I made a porcelain soda fired vase that someone embroidered for me and I decided to make an alteration to it. I felt it needed a clearly defined separation between the thread and clay. I essentially started framing the space with a darker thread. You may have noticed that frames play an important
role in most of my maiolica. Now I have decided to try and embroider imagery similar to the imagery I use on some of my ceramics. Hopefully it works out but I’m not too concerned. The pillow case was poorly made and seems to be falling apart at the seem in one section. So here is an early pic as I have just recently started it. This could be an interesting chance to reinterpret a ceramic tile with textiles.
The Gardiner museum maiolica collection of is worth visiting. Here are some pill-tiles from England they have the Latin motto OPIFER:QUE:PER:ORBEM:DICOR (“I am spoken of all over the world as one who brings help.”) source. Objects used…
in Apothecaries have a rich maiolica tradition that leads back to the development of maiolica. The Apothecary jar is the most commonly known object. They are often decorated with elaborate pattens and imagery. Here is a sneak peek of some Italian renaissance maiolica apothecary jars.
Here is a common English delft variation of the apothecary jar. Northern European jar forms varied from Persian and Southern European apothecary jars. The forms of Northern European jars often had softer, rounded forms. Personally I prefer the drawing of the images of Italian maiolica but prefer the use of negative space in many of the English jars. But I have been distracted by apothecary jars and should be focused on tiles.
English Delftware has an interesting quality or some would consider a lack of quality. The forms are often well developed and constructed but the decoration is lacking in comparison to other regions of the same time period. The work was often made by potters imported form Holland but I often feel like they were decoraters who couldn’t remain employed in Holland. This isn’t true for all the pieces I have seen and the Gardiner museum is good example of the wide range of styles found in England during the 17th to 18th century. Here is a good example of what I am talking about. It’s a decorative style that would probably be more effective within English the slip decoration tradition. The use of maiolica may be to divorced from the English ceramics tradition of this time period. And of course of great interest are the Unicorns found in the first two images.
So the other day I posted a little video clip. I wasn’t completely honest about it. It was related to clay, that squirrel was on a tree behind me when I was digging up the clay. I think it was worried that I was looking for its food. I would like to apologize for the poor quality of the video and to the squirrel. This is clip of the find, just another obscure ceramic moment. Here are some pics of maiolica pieces I made 2008-2009.

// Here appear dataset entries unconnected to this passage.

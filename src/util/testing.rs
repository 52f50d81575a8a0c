//! Shared test setup: one global tracing subscriber per test binary.

use std::env;
use std::sync::Once;
use tracing::{debug, info};
use tracing_subscriber::{
    fmt::{self, format::FmtSpan},
    prelude::*,
    EnvFilter,
};

static TEST_SETUP: Once = Once::new();

pub fn init_test_setup() {
    TEST_SETUP.call_once(|| {
        if env::var("RUST_LOG").is_err() {
            env::set_var("RUST_LOG", "trace");
        }
        setup_test_logging();
        info!("Test Setup complete");
    });
}

fn setup_test_logging() {
    let env_filter = EnvFilter::try_from_default_env().unwrap_or_else(|_| EnvFilter::new("debug"));

    let subscriber = tracing_subscriber::registry().with(
        fmt::layer()
            .with_target(true)
            .with_test_writer()
            .with_span_events(FmtSpan::CLOSE)
            .with_filter(env_filter),
    );

    if tracing::dispatcher::has_been_set() {
        debug!("Tracing subscriber already set");
    } else {
        subscriber.try_init().unwrap_or_else(|e| {
            eprintln!("Error: Failed to set up logging: {}", e);
        });
    }
}
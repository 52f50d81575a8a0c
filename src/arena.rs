use generational_arena::{Arena, Index};
use std::collections::HashMap;
use std::fmt;
use tracing::{debug, instrument};

use crate::children::ChildCollection;
use crate::config::TreeSettings;
use crate::dispose::DisposeTraversal;
use crate::errors::{TreeError, TreeResult};
use crate::events::{Dispatch, Listener, Property, SubscriptionId, TreeEvent};
use crate::value::TreeValue;

/// Handle of a node inside a [`Tree`].
///
/// Ids are generational: an id outlives nothing it points to, a stale id is
/// reported as [`TreeError::NodeNotFound`].
#[derive(Debug, Clone, Copy, PartialEq, Eq, Hash)]
pub struct NodeId(pub(crate) Index);

impl fmt::Display for NodeId {
    fn fmt(&self, f: &mut fmt::Formatter<'_>) -> fmt::Result {
        let (slot, generation) = self.0.into_raw_parts();
        write!(f, "#{}v{}", slot, generation)
    }
}

/// Callback slot for consumers (e.g. a view expanding its children).
/// The tree stores it and never calls it on its own.
pub type ExpandAction = Box<dyn FnMut()>;

/// Arena entry for one node.
pub struct TreeNode<T> {
    /// Payload, `None` until a value is assigned
    pub(crate) value: Option<T>,
    /// Non-owning back-reference, None for roots
    pub(crate) parent: Option<NodeId>,
    /// Ordered children, created with the node and never replaced
    pub(crate) children: ChildCollection,
    pub(crate) dispose_traversal: DisposeTraversal,
    pub(crate) disposed: bool,
    pub(crate) expand_action: Option<ExpandAction>,
}

impl<T: fmt::Debug> fmt::Debug for TreeNode<T> {
    fn fmt(&self, f: &mut fmt::Formatter<'_>) -> fmt::Result {
        f.debug_struct("TreeNode")
            .field("value", &self.value)
            .field("parent", &self.parent)
            .field("children", &self.children)
            .field("dispose_traversal", &self.dispose_traversal)
            .field("disposed", &self.disposed)
            .field("expand_action", &self.expand_action.is_some())
            .finish()
    }
}

/// Arena-backed observable tree.
///
/// All nodes of any number of disjoint trees live in one arena. Every
/// structural mutation goes through [`Tree::set_parent`] or the child
/// collection handle returned by [`Tree::children_mut`]; both keep the
/// parent pointer and the owner's child list in sync and dispatch change
/// events only after the pointers are consistent again.
///
/// Slots are never freed: a disposed node keeps its entry so `is_disposed`
/// stays answerable, only its subscriptions are dropped.
pub struct Tree<T> {
    pub(crate) arena: Arena<TreeNode<T>>,
    pub(crate) settings: TreeSettings,
    pub(crate) listeners: HashMap<NodeId, Vec<(SubscriptionId, Listener<T>)>>,
    pub(crate) pending: Vec<(NodeId, Dispatch)>,
    pub(crate) next_subscription: u64,
}

impl<T> Default for Tree<T> {
    fn default() -> Self {
        Self::new()
    }
}

impl<T: fmt::Debug> fmt::Debug for Tree<T> {
    fn fmt(&self, f: &mut fmt::Formatter<'_>) -> fmt::Result {
        f.debug_struct("Tree")
            .field("nodes", &self.arena.len())
            .field("settings", &self.settings)
            .finish()
    }
}

impl<T> Tree<T> {
    pub fn new() -> Self {
        Self::with_settings(TreeSettings::default())
    }

    pub fn with_settings(settings: TreeSettings) -> Self {
        Self {
            arena: Arena::new(),
            settings,
            listeners: HashMap::new(),
            pending: Vec::new(),
            next_subscription: 0,
        }
    }

    pub fn settings(&self) -> &TreeSettings {
        &self.settings
    }

    pub fn len(&self) -> usize {
        self.arena.len()
    }

    pub fn is_empty(&self) -> bool {
        self.arena.is_empty()
    }

    pub fn contains(&self, id: NodeId) -> bool {
        self.arena.contains(id.0)
    }

    /// Nodes without a parent, in arena slot order.
    pub fn roots(&self) -> impl Iterator<Item = NodeId> + '_ {
        self.arena
            .iter()
            .filter(|(_, node)| node.parent.is_none())
            .map(|(idx, _)| NodeId(idx))
    }

    pub fn get(&self, id: NodeId) -> Option<NodeRef<'_, T>> {
        self.arena.get(id.0).map(|_| NodeRef { tree: self, id })
    }

    pub(crate) fn node(&self, id: NodeId) -> TreeResult<&TreeNode<T>> {
        self.arena.get(id.0).ok_or(TreeError::NodeNotFound(id))
    }

    pub(crate) fn node_mut(&mut self, id: NodeId) -> TreeResult<&mut TreeNode<T>> {
        self.arena.get_mut(id.0).ok_or(TreeError::NodeNotFound(id))
    }

    /// Existing and not yet disposed.
    pub(crate) fn ensure_live(&self, id: NodeId) -> TreeResult<&TreeNode<T>> {
        let node = self.node(id)?;
        if node.disposed {
            return Err(TreeError::AlreadyDisposed(id));
        }
        Ok(node)
    }

    pub(crate) fn ensure_live_mut(&mut self, id: NodeId) -> TreeResult<&mut TreeNode<T>> {
        let node = self.node_mut(id)?;
        if node.disposed {
            return Err(TreeError::AlreadyDisposed(id));
        }
        Ok(node)
    }

    /// Inserts a detached node. Used by every constructor.
    fn insert_entry(&mut self, value: Option<T>) -> NodeId {
        let node = TreeNode {
            value,
            parent: None,
            children: ChildCollection::default(),
            dispose_traversal: self.settings.dispose_traversal,
            disposed: false,
            expand_action: None,
        };
        NodeId(self.arena.insert(node))
    }

    pub fn value(&self, id: NodeId) -> Option<&T> {
        self.arena.get(id.0).and_then(|node| node.value.as_ref())
    }

    pub fn parent(&self, id: NodeId) -> Option<NodeId> {
        self.arena.get(id.0).and_then(|node| node.parent)
    }

    /// Untyped read view of the parent.
    pub fn parent_node(&self, id: NodeId) -> Option<NodeRef<'_, T>> {
        self.parent(id).and_then(|parent| self.get(parent))
    }

    #[instrument(level = "trace", skip(self))]
    pub fn root(&self, id: NodeId) -> NodeId {
        match self.parent(id) {
            Some(parent) => self.root(parent),
            None => id,
        }
    }

    /// Edge count from `id` up to its root, recomputed on every call.
    #[instrument(level = "trace", skip(self))]
    pub fn depth(&self, id: NodeId) -> TreeResult<usize> {
        self.node(id)?;
        Ok(self.depth_of(id))
    }

    /// Longest downward path from `id` to a leaf, recomputed on every call.
    #[instrument(level = "trace", skip(self))]
    pub fn height(&self, id: NodeId) -> TreeResult<usize> {
        self.node(id)?;
        Ok(self.height_of(id))
    }

    pub(crate) fn depth_of(&self, id: NodeId) -> usize {
        self.ancestors(id).count()
    }

    pub(crate) fn height_of(&self, id: NodeId) -> usize {
        match self.arena.get(id.0) {
            Some(node) => node
                .children
                .iter()
                .map(|child| 1 + self.height_of(child))
                .max()
                .unwrap_or(0),
            None => 0,
        }
    }

    /// True if `ancestor` is on the parent chain of `id` (excluding `id`).
    pub fn is_ancestor_of(&self, ancestor: NodeId, id: NodeId) -> bool {
        self.ancestors(id).any(|candidate| candidate == ancestor)
    }

    pub fn is_disposed(&self, id: NodeId) -> TreeResult<bool> {
        Ok(self.node(id)?.disposed)
    }

    pub fn set_expand_action(&mut self, id: NodeId, action: Option<ExpandAction>) -> TreeResult<()> {
        self.ensure_live_mut(id)?.expand_action = action;
        Ok(())
    }

    pub fn has_expand_action(&self, id: NodeId) -> bool {
        self.arena
            .get(id.0)
            .map_or(false, |node| node.expand_action.is_some())
    }

    /// Runs the consumer's expand callback. Returns false if none is set.
    pub fn invoke_expand_action(&mut self, id: NodeId) -> TreeResult<bool> {
        match self.ensure_live_mut(id)?.expand_action.as_mut() {
            Some(action) => {
                action();
                Ok(true)
            }
            None => Ok(false),
        }
    }
}

impl<T: TreeValue> Tree<T> {
    /// Creates a detached node holding `value`.
    pub fn create_root(&mut self, value: T) -> NodeId {
        let id = self.insert_entry(Some(value));
        self.attach_value(id);
        debug!(node = %id, "created root");
        id
    }

    /// Creates a node and, if `parent` is given, attaches it as the last child.
    ///
    /// The parent is validated before anything is inserted, so a failed call
    /// leaves the tree untouched.
    #[instrument(level = "debug", skip(self, value))]
    pub fn create_node(&mut self, value: Option<T>, parent: Option<NodeId>) -> TreeResult<NodeId> {
        if let Some(parent) = parent {
            self.ensure_live(parent)?;
        }
        let id = self.insert_entry(value);
        self.attach_value(id);
        if parent.is_some() {
            let result = self.link_parent(id, parent, true);
            self.flush();
            result?;
        }
        debug!(node = %id, "created node");
        Ok(id)
    }

    /// Tells a node-aware value which node holds it.
    fn attach_value(&mut self, id: NodeId) {
        if let Some(node) = self.arena.get_mut(id.0) {
            if let Some(aware) = node.value.as_mut().and_then(|value| value.as_node_aware()) {
                aware.set_node(id);
            }
        }
    }
}

impl<T: TreeValue + PartialEq> Tree<T> {
    /// Replaces the payload. Writing `None` over `None` or an equal value is a
    /// no-op and fires nothing.
    #[instrument(level = "trace", skip(self, value))]
    pub fn set_value(&mut self, id: NodeId, value: Option<T>) -> TreeResult<()> {
        let node = self.ensure_live_mut(id)?;
        match (&node.value, &value) {
            (None, None) => return Ok(()),
            (Some(current), Some(new)) if current == new => return Ok(()),
            _ => {}
        }
        node.value = value;
        self.attach_value(id);

        self.queue(id, Dispatch::Local(TreeEvent::PropertyChanged(Property::Value)));
        self.flush();
        Ok(())
    }
}

/// Read-only view of one node, independent of how the caller got the id.
pub struct NodeRef<'a, T> {
    tree: &'a Tree<T>,
    id: NodeId,
}

impl<T> Clone for NodeRef<'_, T> {
    fn clone(&self) -> Self {
        *self
    }
}

impl<T> Copy for NodeRef<'_, T> {}

impl<'a, T> NodeRef<'a, T> {
    pub fn id(&self) -> NodeId {
        self.id
    }

    pub fn tree(&self) -> &'a Tree<T> {
        self.tree
    }

    pub fn value(&self) -> Option<&'a T> {
        self.tree.value(self.id)
    }

    pub fn parent(&self) -> Option<NodeRef<'a, T>> {
        self.tree.parent_node(self.id)
    }

    pub fn depth(&self) -> usize {
        self.tree.depth_of(self.id)
    }

    pub fn height(&self) -> usize {
        self.tree.height_of(self.id)
    }

    pub fn child_count(&self) -> usize {
        self.tree
            .arena
            .get(self.id.0)
            .map_or(0, |node| node.children.len())
    }

    pub fn is_disposed(&self) -> bool {
        self.tree
            .arena
            .get(self.id.0)
            .map_or(false, |node| node.disposed)
    }
}

impl<T> fmt::Display for NodeRef<'_, T> {
    fn fmt(&self, f: &mut fmt::Formatter<'_>) -> fmt::Result {
        write!(
            f,
            "Depth={}, Height={}, Children={}",
            self.depth(),
            self.height(),
            self.child_count()
        )
    }
}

I had a chance to visit my Oma today. I haven’t had as many opportunities to visit my Oma as much as I would like over the past few years. It’s always fun to look at pictures and objects she has collected and to hear the stories that surround them. After my Oma and Opa were married they moved from Heidelberg to Borkum shortly before moving to Canada. For fun I have included driving directions to Delft in the Netherlands. If you for want to check out any of their
ceramics. I’ve heard some people have liked it. So this set would have been purchased in the mid fifties. I wonder if they are still being sold now in any gift shops. I think they are fun, well they are maiolica how can you not like them. It’s a slightly translucent glaze on a coarse red body. I like the brush work and simple bird motif. The forms are thin and very delicate. I would probably prefer to serve coffee in the cups though.What do you think?
cup with saucer
saucer on its side
I also found this little object in the dining room…
and this vase in the living room. I’ve never seen a maiolica vase like this before. Though there are many types of ceramics that I am unfamiliar with. I’ve seen this vase since childhood but today is the first day that I realized it was maoilica glaze on a buff earthenware clay. I first thought it was copper brushwork on a white slip under a clear glaze. But when I picked it up I realized the glaze was opacified and the copper was painted in the glaze. Something about it bothers me though.